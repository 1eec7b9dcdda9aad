//! Explicit, splittable randomness.

use rand::rngs::StdRng;
use rand::SeedableRng;

const GOLDEN_GAMMA: u64 = 0x9e37_79b9_7f4a_7c15;

/// SplitMix64 finaliser.
fn mix(mut z: u64) -> u64 {
    z = (z ^ (z >> 30)).wrapping_mul(0xbf58_476d_1ce4_e5b9);
    z = (z ^ (z >> 27)).wrapping_mul(0x94d0_49bb_1331_11eb);
    z ^ (z >> 31)
}

/// A randomness token. Operations never read ambient randomness: every call
/// takes a key and splits it when it needs independent sub-randomness.
///
/// Equal keys reproduce equal outputs; distinct keys obtained through
/// [`PrngKey::split`] or [`PrngKey::split_n`] are treated as independent.
#[derive(Debug, Clone, Copy, PartialEq, Eq, Hash)]
pub struct PrngKey(u64);

impl PrngKey {
    pub fn new(seed: u64) -> Self {
        PrngKey(mix(seed))
    }

    /// Derive the `i`-th child key.
    pub fn fold_in(&self, i: u64) -> Self {
        PrngKey(mix(self.0 ^ mix(i.wrapping_add(1).wrapping_mul(GOLDEN_GAMMA))))
    }

    pub fn split(&self) -> (PrngKey, PrngKey) {
        (self.fold_in(0), self.fold_in(1))
    }

    pub fn split_n(&self, n: usize) -> Vec<PrngKey> {
        (0..n as u64).map(|i| self.fold_in(i)).collect()
    }

    /// A generator seeded from this key. Consuming the same key twice yields
    /// the same stream.
    pub fn rng(&self) -> StdRng {
        StdRng::seed_from_u64(self.0)
    }
}
//! Interpreter for [`Program`]s.
//!
//! The interpreter walks the statement list and hands every traced site to a
//! [`TraceHandler`]; each GFI operation is one handler. Handlers record the
//! callee's sub-trace, namespace its choices under the site address, and
//! accumulate scores and weights.

use std::collections::HashSet;

use log::trace;

use crate::core::address::Address;
use crate::core::choice_map::ChoiceMap;
use crate::core::gfi::{GenFn, GenerativeFunction, Trace};
use crate::core::value::Value;
use crate::scalar::Scalar;
use crate::error::GFIError;
use crate::ir::{Env, Program, Stmt};
use crate::key::PrngKey;

/// Called once per traced site during interpretation.
pub trait TraceHandler {
    /// Handle the invocation of `callee` at `addr` and return its value.
    fn on_trace(&mut self, addr: &Address, callee: &GenFn, args: Vec<Value>) -> Result<Value, GFIError>;
}

/// Run `program` on `args`, delegating every traced site to `handler`.
pub fn execute(
    program: &Program,
    args: &[Value],
    handler: &mut dyn TraceHandler,
) -> Result<Value, GFIError> {
    if args.len() != program.params().len() {
        return Err(GFIError::Arity {
            callee: program.label().to_string(),
            expected: program.params().len(),
            got: args.len(),
        });
    }
    let mut env = Env::new();
    for (name, arg) in program.params().iter().zip(args) {
        env.set(name, arg.clone());
    }
    Ok(exec_block(program.body(), &mut env, handler)?.unwrap_or_else(Value::unit))
}

fn exec_block(
    stmts: &[Stmt],
    env: &mut Env,
    handler: &mut dyn TraceHandler,
) -> Result<Option<Value>, GFIError> {
    for stmt in stmts {
        match stmt {
            Stmt::Let(name, expr) => {
                let value = expr.eval(env)?;
                env.set(name, value);
            }
            Stmt::Trace {
                addr,
                callee,
                args,
                bind,
            } => {
                let args = args
                    .iter()
                    .map(|e| e.eval(env))
                    .collect::<Result<Vec<_>, _>>()?;
                let value = handler.on_trace(addr, callee, args)?;
                if let Some(name) = bind {
                    env.set(name, value);
                }
            }
            Stmt::Branch {
                cond,
                then,
                otherwise,
            } => {
                let taken = if cond.eval(env)?.as_bool()? {
                    then
                } else {
                    otherwise
                };
                if let Some(ret) = exec_block(taken, env, handler)? {
                    return Ok(Some(ret));
                }
            }
            Stmt::Return(expr) => return Ok(Some(expr.eval(env)?)),
        }
    }
    Ok(None)
}

/// State shared by the trace-building handlers.
struct Recorder {
    key: PrngKey,
    sites: u64,
    visited: HashSet<Address>,
    choices: ChoiceMap,
    score: Scalar,
    subtraces: Vec<(Address, Trace)>,
}

impl Recorder {
    fn new(key: PrngKey) -> Self {
        Self {
            key,
            sites: 0,
            visited: HashSet::new(),
            choices: ChoiceMap::new(),
            score: Scalar::constant(0.0),
            subtraces: Vec::new(),
        }
    }

    /// Claim `addr` and return the key reserved for it.
    fn enter(&mut self, addr: &Address) -> Result<PrngKey, GFIError> {
        if !self.visited.insert(addr.clone()) {
            return Err(GFIError::AddressCollision {
                address: addr.clone(),
            });
        }
        let key = self.key.fold_in(self.sites);
        self.sites += 1;
        Ok(key)
    }

    fn record(&mut self, addr: &Address, sub: Trace) -> Result<Value, GFIError> {
        self.choices.insert_submap(addr, sub.get_choices())?;
        self.score = (&self.score + sub.score())?;
        let retval = sub.get_retval().clone();
        self.subtraces.push((addr.clone(), sub));
        Ok(retval)
    }

    fn finish(self, program: &Program, args: &[Value], retval: Value) -> Trace {
        Trace::new(
            GenFn::Program(program.clone()),
            args.to_vec(),
            self.choices,
            retval,
            self.score,
        )
        .with_subtraces(self.subtraces)
    }
}

pub struct SimulateHandler {
    rec: Recorder,
}

impl TraceHandler for SimulateHandler {
    fn on_trace(&mut self, addr: &Address, callee: &GenFn, args: Vec<Value>) -> Result<Value, GFIError> {
        let key = self.rec.enter(addr)?;
        let sub = callee.simulate(key, &args).map_err(|e| e.at(addr))?;
        trace!("simulate {} ~ {}: score {}", addr, callee.name(), sub.get_score());
        self.rec.record(addr, sub)
    }
}

pub struct GenerateHandler<'a> {
    rec: Recorder,
    constraints: &'a ChoiceMap,
    weight: Scalar,
}

impl TraceHandler for GenerateHandler<'_> {
    fn on_trace(&mut self, addr: &Address, callee: &GenFn, args: Vec<Value>) -> Result<Value, GFIError> {
        let key = self.rec.enter(addr)?;
        let constraints = self.constraints.get_submap(addr);
        let (sub, w) = callee
            .generate(key, &args, &constraints)
            .map_err(|e| e.at(addr))?;
        trace!("generate {} ~ {}: weight {}", addr, callee.name(), w);
        self.weight = (&self.weight + &w)?;
        self.rec.record(addr, sub)
    }
}

pub struct AssessHandler<'a> {
    key: PrngKey,
    sites: u64,
    visited: HashSet<Address>,
    choices: &'a ChoiceMap,
    score: Scalar,
}

impl TraceHandler for AssessHandler<'_> {
    fn on_trace(&mut self, addr: &Address, callee: &GenFn, args: Vec<Value>) -> Result<Value, GFIError> {
        if !self.visited.insert(addr.clone()) {
            return Err(GFIError::AddressCollision {
                address: addr.clone(),
            });
        }
        let key = self.key.fold_in(self.sites);
        self.sites += 1;
        let sub = self.choices.get_submap(addr);
        let (score, retval) = callee.assess(key, &args, &sub).map_err(|e| e.at(addr))?;
        trace!("assess {} ~ {}: score {}", addr, callee.name(), score);
        self.score = (&self.score + &score)?;
        Ok(retval)
    }
}

pub struct UpdateHandler<'a> {
    rec: Recorder,
    prev: &'a Trace,
    constraints: &'a ChoiceMap,
    weight: Scalar,
    discard: ChoiceMap,
}

impl TraceHandler for UpdateHandler<'_> {
    fn on_trace(&mut self, addr: &Address, callee: &GenFn, args: Vec<Value>) -> Result<Value, GFIError> {
        let key = self.rec.enter(addr)?;
        let constraints = self.constraints.get_submap(addr);
        // A site whose callee changed starts over: the old sub-trace is
        // dropped as if unvisited and the new callee generates afresh.
        let prev = match self.prev.subtrace(addr) {
            Some(old) if !old.get_gen_fn().same_as(callee) => {
                trace!("update {} ~ {}: callee changed", addr, callee.name());
                self.weight = (&self.weight - old.score())?;
                self.discard.insert_submap(addr, old.get_choices())?;
                None
            }
            other => other,
        };
        let sub = match prev {
            Some(old) if constraints.is_empty() && old.get_args() == args.as_slice() => {
                trace!("update {} ~ {}: reused", addr, callee.name());
                old.clone()
            }
            Some(old) => {
                let (sub, w, discard) = callee
                    .update(key, old, &args, &constraints)
                    .map_err(|e| e.at(addr))?;
                trace!("update {} ~ {}: weight {}", addr, callee.name(), w);
                self.weight = (&self.weight + &w)?;
                self.discard.insert_submap(addr, &discard)?;
                sub
            }
            None => {
                let (sub, w) = callee
                    .generate(key, &args, &constraints)
                    .map_err(|e| e.at(addr))?;
                trace!("update {} ~ {}: new site, weight {}", addr, callee.name(), w);
                self.weight = (&self.weight + &w)?;
                sub
            }
        };
        self.rec.record(addr, sub)
    }
}

impl UpdateHandler<'_> {
    /// Account for old sites the new execution never visited.
    fn drop_unvisited(&mut self) -> Result<(), GFIError> {
        for (addr, old) in self.prev.subtraces() {
            if !self.rec.visited.contains(addr) {
                self.weight = (&self.weight - old.score())?;
                self.discard.insert_submap(addr, old.get_choices())?;
            }
        }
        Ok(())
    }
}

impl GenerativeFunction for Program {
    fn name(&self) -> String {
        self.label().to_string()
    }

    fn simulate(&self, key: PrngKey, args: &[Value]) -> Result<Trace, GFIError> {
        let mut handler = SimulateHandler {
            rec: Recorder::new(key),
        };
        let retval = execute(self, args, &mut handler)?;
        Ok(handler.rec.finish(self, args, retval))
    }

    fn generate(
        &self,
        key: PrngKey,
        args: &[Value],
        constraints: &ChoiceMap,
    ) -> Result<(Trace, Scalar), GFIError> {
        let mut handler = GenerateHandler {
            rec: Recorder::new(key),
            constraints,
            weight: Scalar::constant(0.0),
        };
        let retval = execute(self, args, &mut handler)?;
        let weight = handler.weight;
        Ok((handler.rec.finish(self, args, retval), weight))
    }

    fn assess(
        &self,
        key: PrngKey,
        args: &[Value],
        choices: &ChoiceMap,
    ) -> Result<(Scalar, Value), GFIError> {
        let mut handler = AssessHandler {
            key,
            sites: 0,
            visited: HashSet::new(),
            choices,
            score: Scalar::constant(0.0),
        };
        let retval = execute(self, args, &mut handler)?;
        Ok((handler.score, retval))
    }

    fn update(
        &self,
        key: PrngKey,
        trace: &Trace,
        args: &[Value],
        constraints: &ChoiceMap,
    ) -> Result<(Trace, Scalar, ChoiceMap), GFIError> {
        let mut handler = UpdateHandler {
            rec: Recorder::new(key),
            prev: trace,
            constraints,
            weight: Scalar::constant(0.0),
            discard: ChoiceMap::new(),
        };
        let retval = execute(self, args, &mut handler)?;
        handler.drop_unvisited()?;
        let UpdateHandler {
            rec,
            weight,
            discard,
            ..
        } = handler;
        Ok((rec.finish(self, args, retval), weight, discard))
    }

    fn is_reparameterized(&self) -> bool {
        self.callees().iter().all(|c| c.is_reparameterized())
    }
}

—————

▶ [Exercise details]:
Among the lines above, return those that contain the string "ChoiceMap".

▶ [Output of the task]:
use crate::core::choice_map::ChoiceMap;
    choices: ChoiceMap,
            choices: ChoiceMap::new(),
    constraints: &'a ChoiceMap,
    choices: &'a ChoiceMap,
    constraints: &'a ChoiceMap,
    discard: ChoiceMap,
        constraints: &ChoiceMap,
        choices: &ChoiceMap,
        constraints: &ChoiceMap,
    ) -> Result<(Trace, Scalar, ChoiceMap), GFIError> {
            discard: ChoiceMap::new(),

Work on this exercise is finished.